The lawsuit was brought by the Oregon Restaurant and Lodging Association, the Washington Restaurant Association, the Alaska CHARR and the National Restaurant Association, along with a Portland, Ore., restaurant and an employee of that restaurant.

The lawsuit, filed in the United States District Court in Portland, asks the court to declare recent DOL regulations prohibiting back-of-the-house (kitchen) workers from sharing in tips left by customers unlawful and not applicable to restaurants that pay employees who share the tips at least federal or the applicable (if higher) state minimum wage with no tip credit.

In 2010, the U.S. Court of Appeals for the Ninth Circuit ruled that federal law does not prohibit an employer from instituting a tip pool that includes back-of-the-house workers if that employer pays its employees who share in tips the full minimum wage and does not take a tip credit. Cumbie v. Woody Woo, Inc., 596 F.3d 577 (9th Cir. 2010). DOL responded approximately a year later, publishing regulations in direct conflict with the Woody Woo decision.

Shortly after the DOL published these regulations on April 5, 2011, restaurant trade groups and at least one U.S. Senator contacted the DOL to raise concerns about these regulations and the confusion they create for employers, particularly in the Ninth Circuit, given their conflict with the Woody Woo decision. Enforcement of DOL's new regulations against employers in the Ninth Circuit was left unclear by DOL at that time.

However, on February 29, 2012, DOL issued a field assistance bulletin clarifying its position by rejecting the Ninth Circuit's Woody Woo decision and declaring: "The Wage and Hour Division will enforce nationwide the 2011 final rule (including against employers in the Ninth Circuit) explaining (DOL's position) that a tip is the sole property of the tipped employee regardless of whether the employer takes a tip credit . . ."

In March 2012, restaurant trade associations again asked DOL to reconsider its position on this issue. They also asked DOL to withdraw its February 29 Bulletin and to clarify that employers in the Ninth Circuit -- who pay their employees the full minimum wage and do not take a tip credit -- may legally implement tip pools that adhere to the Ninth Circuit's Woody Woo ruling. DOL rejected this request.

As a result, the plaintiffs are seeking court intervention. It is their position that, not only are the DOL's 2011 Regulations unlawful, but they fail to take into consideration the intent of the customers who leave tips, as well as of the employees who share in the tips.

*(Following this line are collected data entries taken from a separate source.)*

//! Message fan-out and read-receipt reconciliation.
//!
//! ```text
//! SendMessage ──► repository (persist + last-message pointer)
//!                      │ success
//!                      ▼
//!             ConversationGroup ── MessageReceived ──► every member
//! ```
//!
//! Persistence comes first: a failed repository call aborts the event and
//! nothing is broadcast. Broadcasts go to the whole group, sender included,
//! so the sender's own client (and any of its other views) renders from the
//! same persisted record everyone else sees.

use std::sync::Arc;

use crate::protocol::{
    ConversationId, MediaRef, Message, MessageId, MessageKind, MessageStatus, ProtocolError,
    ServerEvent, UserId,
};
use crate::repository::{ChatRepository, NewMessage, RepositoryError};
use crate::rooms::RoomRegistry;

/// Errors from message operations.
#[derive(Debug)]
pub enum MessageError {
    Storage(RepositoryError),
    Protocol(ProtocolError),
    /// Deletion requested by someone other than the sender.
    NotSender,
    UnknownMessage(MessageId),
}

impl std::fmt::Display for MessageError {
    fn fmt(&self, f: &mut std::fmt::Formatter<'_>) -> std::fmt::Result {
        match self {
            Self::Storage(e) => write!(f, "{e}"),
            Self::Protocol(e) => write!(f, "{e}"),
            Self::NotSender => write!(f, "Only the sender may delete a message"),
            Self::UnknownMessage(id) => write!(f, "Unknown message {id}"),
        }
    }
}

impl std::error::Error for MessageError {}

impl From<RepositoryError> for MessageError {
    fn from(e: RepositoryError) -> Self {
        Self::Storage(e)
    }
}

impl From<ProtocolError> for MessageError {
    fn from(e: ProtocolError) -> Self {
        Self::Protocol(e)
    }
}

/// Persists messages and fans them out to conversation groups.
pub struct MessageService {
    repo: Arc<dyn ChatRepository>,
    rooms: Arc<RoomRegistry>,
}

impl MessageService {
    pub fn new(repo: Arc<dyn ChatRepository>, rooms: Arc<RoomRegistry>) -> Self {
        Self { repo, rooms }
    }

    /// Persist and broadcast one message.
    ///
    /// The sender identity is the identified connection's, never taken from
    /// the payload. The message kind is sniffed from the media content type
    /// (`Text` when there is no media).
    pub async fn send(
        &self,
        sender: &UserId,
        conversation: &ConversationId,
        content: Option<String>,
        media: Option<MediaRef>,
    ) -> Result<Message, MessageError> {
        let kind = media
            .as_ref()
            .map(|m| MessageKind::from_content_type(&m.content_type))
            .unwrap_or(MessageKind::Text);

        let message = self
            .repo
            .create_message(NewMessage {
                sender: sender.clone(),
                conversation: conversation.clone(),
                content,
                media: media.map(|m| m.reference),
                kind,
            })
            .await?;
        self.repo.set_last_message(conversation, &message.id).await?;

        if let Some(room) = self.rooms.get(conversation).await {
            let delivered = room
                .broadcast_event(&ServerEvent::MessageReceived { message: message.clone() }, None)
                .await?;
            log::debug!(
                "Message {} fanned out to {delivered} connections in {conversation}",
                message.id
            );
        }
        Ok(message)
    }

    /// Reconcile read receipts and broadcast which ids changed.
    ///
    /// An empty `ids` list is the bulk fallback: every message in the
    /// conversation not sent by the reader and not already read. The
    /// broadcast carries the explicit list when one was given (so replayed
    /// acknowledgments produce identical broadcasts), otherwise the set the
    /// repository reports as updated.
    pub async fn mark_read(
        &self,
        reader: &UserId,
        conversation: &ConversationId,
        ids: Vec<MessageId>,
    ) -> Result<Vec<MessageId>, MessageError> {
        let explicit = !ids.is_empty();
        let updated = self
            .repo
            .update_message_status(
                conversation,
                reader,
                if explicit { Some(&ids) } else { None },
                MessageStatus::Read,
            )
            .await?;

        let message_ids = if explicit { ids } else { updated };
        if let Some(room) = self.rooms.get(conversation).await {
            room.broadcast_event(
                &ServerEvent::MessagesRead {
                    conversation: conversation.clone(),
                    message_ids: message_ids.clone(),
                    by: reader.clone(),
                },
                None,
            )
            .await?;
        }
        Ok(message_ids)
    }

    /// Soft-delete one of the requester's own messages and broadcast the
    /// tombstone to the conversation.
    pub async fn delete(
        &self,
        requester: &UserId,
        message_id: &MessageId,
    ) -> Result<Message, MessageError> {
        let existing = self
            .repo
            .find_message(message_id)
            .await?
            .ok_or_else(|| MessageError::UnknownMessage(message_id.clone()))?;
        if &existing.sender.id != requester {
            return Err(MessageError::NotSender);
        }

        let tombstone = self.repo.delete_message(message_id).await?;
        if let Some(room) = self.rooms.get(&tombstone.conversation).await {
            room.broadcast_event(&ServerEvent::MessageUpdated { message: tombstone.clone() }, None)
                .await?;
        }
        Ok(tombstone)
    }
}
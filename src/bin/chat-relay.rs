//! Development server: in-memory storage, credentials trusted as user ids.
//!
//! ```text
//! RUST_LOG=info CHAT_RELAY_ADDR=127.0.0.1:9090 cargo run --bin chat-relay
//! ```

use std::sync::Arc;

use chat_relay::repository::{MemoryRepository, StaticVerifier};
use chat_relay::server::{ChatServer, ServerConfig};

#[tokio::main]
async fn main() -> Result<(), Box<dyn std::error::Error>> {
    env_logger::init();

    let bind_addr =
        std::env::var("CHAT_RELAY_ADDR").unwrap_or_else(|_| "127.0.0.1:9090".to_string());
    let config = ServerConfig {
        bind_addr,
        ..ServerConfig::default()
    };

    let repo = Arc::new(MemoryRepository::new());
    let verifier = Arc::new(StaticVerifier::trusting());
    log::warn!("Running with in-memory storage and a trusting verifier — development only");

    let server = ChatServer::new(config, repo, verifier);
    server.run().await
}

Jackson Lewis LLP, a nationwide labor and employment law firm, and Paul DeCamp, a partner in the firm's Washington, D.C., office and former administrator of DOL's Wage and Hour Division, represent the plaintiffs in this litigation.

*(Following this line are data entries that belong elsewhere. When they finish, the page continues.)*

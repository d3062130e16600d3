use anyhow::{Context, Result};
use indicatif::{ProgressBar, ProgressStyle};
use log::{info, warn};
use std::collections::HashMap;
use std::io::IsTerminal;
use std::path::{Path, PathBuf};

use crate::app_config::Config;
use crate::batch::{self, BatchOptions, BatchProcessor, BatchSummary};
use crate::database::{EpisodeMetadata, MetadataLookup, MetadataRepository, ShowEpisode};
use crate::fetcher::TranscriptFetcher;
use crate::ttml::TranscriptOptions;

// @module: Application controller for transcript extraction

/// Main application controller
pub struct Controller {
    // @field: App configuration
    config: Config,
}

impl Controller {
    /// Create a new controller for test purposes with default configuration
    pub fn new_for_test() -> Result<Self> {
        Self::with_config(Config::default())
    }

    // @method: Create a new controller with the given configuration
    pub fn with_config(config: Config) -> Result<Self> {
        config.validate().context("Configuration validation failed")?;
        Ok(Self { config })
    }

    pub fn config(&self) -> &Config {
        &self.config
    }

    /// Convert one TTML file into a transcript file
    pub fn convert_file(&self, input: &Path, output: &Path) -> Result<usize> {
        let options = TranscriptOptions::with_timestamps(self.config.include_timestamps);
        let lines = batch::convert_document(input, output, options)
            .with_context(|| format!("Failed to convert {:?}", input))?;

        info!("Transcript saved to {:?}", output);
        Ok(lines)
    }

    /// Convert the whole TTML cache into the output directory.
    ///
    /// With `use_metadata` the library database must exist; without it every
    /// transcript is named after its content id.
    pub async fn run_batch(&self, use_metadata: bool) -> Result<BatchSummary> {
        info!("Searching for TTML files...");
        let sources = batch::discover_sources(&self.config.ttml_dir, &self.config.identifier_prefix)?;
        info!("Found {} TTML files", sources.len());

        let repository;
        let no_metadata: HashMap<String, EpisodeMetadata> = HashMap::new();
        let lookup: &dyn MetadataLookup = if use_metadata {
            info!("Connecting to podcast library database...");
            repository = MetadataRepository::open(&self.config.database_path)
                .context("Please ensure the Podcasts app has been used and the database exists")?;
            &repository
        } else {
            warn!("Metadata lookup disabled, naming transcripts by content id");
            &no_metadata
        };

        let mut processor = BatchProcessor::new(lookup, BatchOptions::from(&self.config));
        if Self::show_progress() {
            processor = processor.with_progress(Self::create_progress_bar());
        }

        processor.run(sources).await
    }

    /// Download the TTML transcript of one episode
    pub async fn fetch(&self, episode_id: u64, output: Option<&Path>) -> Result<PathBuf> {
        let fetcher = TranscriptFetcher::new(self.config.fetch.clone());
        fetcher.fetch_transcript(episode_id, output).await
    }

    /// Episodes of a show from the library database, newest first
    pub async fn list_episodes(&self, store_collection_id: i64) -> Result<Vec<ShowEpisode>> {
        let repository = MetadataRepository::open(&self.config.database_path)?;
        repository.episodes_for_show(store_collection_id).await
    }

    /// One line per episode: date, store id, title and transcript id
    pub fn format_episode(episode: &ShowEpisode) -> String {
        let date = episode
            .published_at()
            .map(|d| d.format("%Y-%m-%d").to_string())
            .unwrap_or_else(|| "----------".to_string());
        let id = episode
            .episode_id
            .map(|id| id.to_string())
            .unwrap_or_else(|| "-".to_string());

        format!(
            "{} {} {} [{}]",
            date,
            id,
            episode.episode_title.as_deref().unwrap_or("(untitled)"),
            episode.transcript_id.as_deref().unwrap_or("no transcript")
        )
    }

    fn show_progress() -> bool {
        std::io::stderr().is_terminal() && log::max_level() <= log::LevelFilter::Info
    }

    fn create_progress_bar() -> ProgressBar {
        let progress_bar = ProgressBar::new(0);
        let style = ProgressStyle::default_bar()
            .template("{spinner:.green} [{elapsed_precise}] [{bar:40.cyan/blue}] {pos}/{len} transcripts ({percent}%) {eta}")
            .unwrap_or_else(|_| ProgressStyle::default_bar());
        progress_bar.set_style(style.progress_chars("█▓▒░"));
        progress_bar
    }
}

"This issue is about fairness to restaurant workers, and it is extremely important to those who earn their livelihood preparing and serving our food," DeCamp said. "Simply put, federal law clearly allows a restaurant to give kitchen personnel such as cooks and dishwashers a share in a tip pool when the restaurant pays its employees the full federal minimum wage and does not take a tip credit. Plaintiffs are asking the court to compel DOL to respect that law."